◆ **WORK ORDER**
Whenever a line below includes the word "object", copy that line.

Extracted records
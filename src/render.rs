//! JSON and terminal card output.

use owo_colors::{OwoColorize, Style};
use serde::Serialize;

use crate::error::{Error, Result};
use crate::models::{DateKey, Event, EventBuckets, EventKind};

/// Everything the presenters need for one run.
#[derive(Serialize, Debug, Clone, PartialEq)]
pub struct Report {
    pub title: String,
    pub source: String,
    pub events: EventBuckets,
}

/// Display styles, keyed by event type.
#[derive(Debug, Clone, Copy)]
pub struct Theme {
    pub conference: Style,
    pub meetup: Style,
    pub other: Style,
    pub border: Style,
    pub heading: Style,
    pub muted: Style,
}

impl Default for Theme {
    fn default() -> Self {
        Theme {
            conference: Style::new().magenta(),
            meetup: Style::new().cyan(),
            other: Style::new().yellow(),
            border: Style::new().dimmed(),
            heading: Style::new().bold(),
            muted: Style::new().dimmed(),
        }
    }
}

impl Theme {
    /// No escape codes at all, for pipes and tests.
    pub fn plain() -> Self {
        Theme {
            conference: Style::new(),
            meetup: Style::new(),
            other: Style::new(),
            border: Style::new(),
            heading: Style::new(),
            muted: Style::new(),
        }
    }

    pub fn style_for(&self, kind: &EventKind) -> Style {
        match kind {
            EventKind::Conference => self.conference,
            EventKind::Meetup => self.meetup,
            EventKind::Other(_) => self.other,
        }
    }
}

pub fn render_json(report: &Report) -> Result<String> {
    Ok(serde_json::to_string_pretty(report)?)
}

enum Row {
    Text { plain: String, styled: String },
    Blank,
    Rule,
}

impl Row {
    fn styled(plain: impl Into<String>, style: Style) -> Row {
        let plain = plain.into();
        let styled = plain.style(style).to_string();
        Row::Text { plain, styled }
    }

    fn width(&self) -> usize {
        match self {
            Row::Text { plain, .. } => display_width(plain),
            Row::Blank | Row::Rule => 0,
        }
    }
}

/// Column width of `text`, one column per `char`. Double-width glyphs
/// (CJK, emoji) are undercounted and push the right border out.
fn display_width(text: &str) -> usize {
    text.chars().count()
}

fn display_date(key: &DateKey) -> Result<String> {
    let date = key
        .to_date()
        .ok_or_else(|| Error::DateFormat(key.to_string()))?;
    Ok(date.format("%b %d, %Y").to_string())
}

fn event_row(event: &Event, name_width: usize, theme: &Theme) -> Result<Row> {
    let date = display_date(&event.start)?;
    let name = format!("{:<name_width$}", event.name);
    let plain = format!("  {date}  {name}  {}", event.location);
    let styled = format!(
        "  {}  {}  {}",
        date.style(theme.muted),
        name.style(theme.style_for(&event.kind)),
        event.location.style(theme.muted)
    );
    Ok(Row::Text { plain, styled })
}

fn legend_row(events: &EventBuckets, theme: &Theme) -> Row {
    let mut kinds = vec![EventKind::Conference, EventKind::Meetup];
    let has_other = events
        .iter()
        .flat_map(|(_, bucket)| bucket.iter())
        .any(|event| matches!(event.kind, EventKind::Other(_)));
    if has_other {
        kinds.push(EventKind::Other("other".to_string()));
    }

    let mut plain = Vec::new();
    let mut styled = Vec::new();
    for kind in &kinds {
        let label = match kind {
            EventKind::Other(_) => "other",
            known => known.as_str(),
        };
        plain.push(format!("● {label}"));
        styled.push(format!("{} {}", "●".style(theme.style_for(kind)), label.style(theme.muted)));
    }

    Row::Text {
        plain: plain.join("   "),
        styled: styled.join("   "),
    }
}

/// Renders the bordered panel: title, one section per non-empty role and a
/// legend for the type colors.
pub fn render_card(report: &Report, theme: &Theme) -> Result<String> {
    let name_width = report
        .events
        .iter()
        .flat_map(|(_, bucket)| bucket.iter())
        .map(|event| display_width(&event.name))
        .max()
        .unwrap_or(0);

    let mut rows = vec![Row::styled(report.title.as_str(), theme.heading), Row::Rule];

    if report.events.is_empty() {
        rows.push(Row::styled("No upcoming events", theme.muted));
    } else {
        let mut first = true;
        for (role, bucket) in report.events.iter() {
            if bucket.is_empty() {
                continue;
            }
            if !first {
                rows.push(Row::Blank);
            }
            first = false;
            rows.push(Row::styled(role.heading(), theme.heading));
            for event in bucket {
                rows.push(event_row(event, name_width, theme)?);
            }
        }
    }

    rows.push(Row::Rule);
    rows.push(legend_row(&report.events, theme));

    let width = rows.iter().map(Row::width).max().unwrap_or(0);
    let horizontal = "─".repeat(width + 2);
    let side = "│".style(theme.border).to_string();

    let mut lines = Vec::with_capacity(rows.len() + 2);
    lines.push(format!("╭{horizontal}╮").style(theme.border).to_string());
    for row in &rows {
        let line = match row {
            Row::Text { plain, styled } => {
                let padding = " ".repeat(width - display_width(plain));
                format!("{side} {styled}{padding} {side}")
            }
            Row::Blank => format!("{side} {} {side}", " ".repeat(width)),
            Row::Rule => format!("├{horizontal}┤").style(theme.border).to_string(),
        };
        lines.push(line);
    }
    lines.push(format!("╰{horizontal}╯").style(theme.border).to_string());

    Ok(lines.join("\n"))
}
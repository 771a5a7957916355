//! Turns an event's `DESCRIPTION` back into the JSON payload it was written as.
//!
//! The feed stores a small JSON object (`role`, `type`) in the description.
//! Calendar text escaping mangles it on the way in: commas and semicolons
//! pick up a backslash and line breaks become `\n` escapes (or real breaks,
//! depending on who produced the file). [`normalize`] reverses exactly those
//! artifacts and [`decode`] parses the result without ever failing.

use regex::Regex;
use serde_json::{json, Value};
use std::sync::LazyLock;

// A line break is a real one or the `\n` / `\N` text escape, padded by any
// folding whitespace.
static COMMA_BEFORE_BREAK: LazyLock<Regex> = LazyLock::new(|| {
    Regex::new(r"\\,(?:[ \t]*(?:\r?\n|\\[nN]))+[ \t]*").expect("Invalid comma break regex")
});
static OPEN_BRACE_BEFORE_BREAK: LazyLock<Regex> = LazyLock::new(|| {
    Regex::new(r"\{(?:[ \t]*(?:\r?\n|\\[nN]))+[ \t]*").expect("Invalid open brace regex")
});
static BREAK_BEFORE_CLOSE_BRACE: LazyLock<Regex> = LazyLock::new(|| {
    Regex::new(r"(?:[ \t]*(?:\r?\n|\\[nN]))+[ \t]*\}").expect("Invalid close brace regex")
});
static ESCAPED_PUNCTUATION: LazyLock<Regex> =
    LazyLock::new(|| Regex::new(r"\\([,;'])").expect("Invalid punctuation regex"));

/// What a description decoded to.
#[derive(Debug, Clone, PartialEq)]
pub enum StructuredDescription {
    /// Any JSON document; only the `role` and `type` fields are read.
    Decoded(Value),
    /// The text did not parse. Holds the normalized text for diagnostics.
    Malformed { original_data: String },
}

impl StructuredDescription {
    /// Returns a string field of the decoded object, or `""` when the field is
    /// missing, not a string, or the description was malformed.
    pub fn field(&self, name: &str) -> &str {
        match self {
            StructuredDescription::Decoded(value) => {
                value.get(name).and_then(Value::as_str).unwrap_or("")
            }
            StructuredDescription::Malformed { .. } => "",
        }
    }

    pub fn is_malformed(&self) -> bool {
        matches!(self, StructuredDescription::Malformed { .. })
    }

    pub fn to_json(&self) -> Value {
        match self {
            StructuredDescription::Decoded(value) => value.clone(),
            StructuredDescription::Malformed { original_data } => json!({
                "malformedJson": true,
                "originalData": original_data,
            }),
        }
    }
}

/// Undoes calendar escaping so the description can be parsed as JSON.
///
/// Absent or empty input becomes `"{}"`. The scoped comma rule runs before the
/// generic unescape, otherwise the break after an escaped comma would survive.
/// Any `\n` escape left over after that is a break somewhere else in the
/// payload and is expanded by [`expand_line_breaks`].
pub fn normalize(raw: Option<&str>) -> String {
    let raw = match raw {
        Some(text) if !text.is_empty() => text,
        _ => "{}",
    };

    let text = COMMA_BEFORE_BREAK.replace_all(raw, ",");
    let text = OPEN_BRACE_BEFORE_BREAK.replace_all(&text, "{");
    let text = BREAK_BEFORE_CLOSE_BRACE.replace_all(&text, "}");
    let text = ESCAPED_PUNCTUATION.replace_all(&text, "$1");
    expand_line_breaks(&text)
}

/// Turns `\n` / `\N` escapes outside JSON strings into real line breaks.
///
/// Inside a string the escape is kept as `\n`, which JSON reads as the same
/// line break; a raw one there would not parse.
fn expand_line_breaks(text: &str) -> String {
    let mut out = String::with_capacity(text.len());
    let mut in_string = false;
    let mut chars = text.chars();

    while let Some(c) = chars.next() {
        match c {
            '"' => {
                in_string = !in_string;
                out.push(c);
            }
            '\\' => match chars.next() {
                Some('n' | 'N') if !in_string => out.push('\n'),
                Some('N') => out.push_str("\\n"),
                Some(next) => {
                    out.push('\\');
                    out.push(next);
                }
                None => out.push('\\'),
            },
            _ => out.push(c),
        }
    }

    out
}

pub fn decode(text: &str) -> StructuredDescription {
    match serde_json::from_str::<Value>(text) {
        Ok(value) => StructuredDescription::Decoded(value),
        Err(_) => StructuredDescription::Malformed {
            original_data: text.to_string(),
        },
    }
}

pub fn parse_description(raw: Option<&str>) -> StructuredDescription {
    decode(&normalize(raw))
}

◆ **OUTPUT OF THE EXERCISE**
//! The feed stores a small JSON object (`role`, `type`) in the description.
    /// Returns a string field of the decoded object, or `""` when the field is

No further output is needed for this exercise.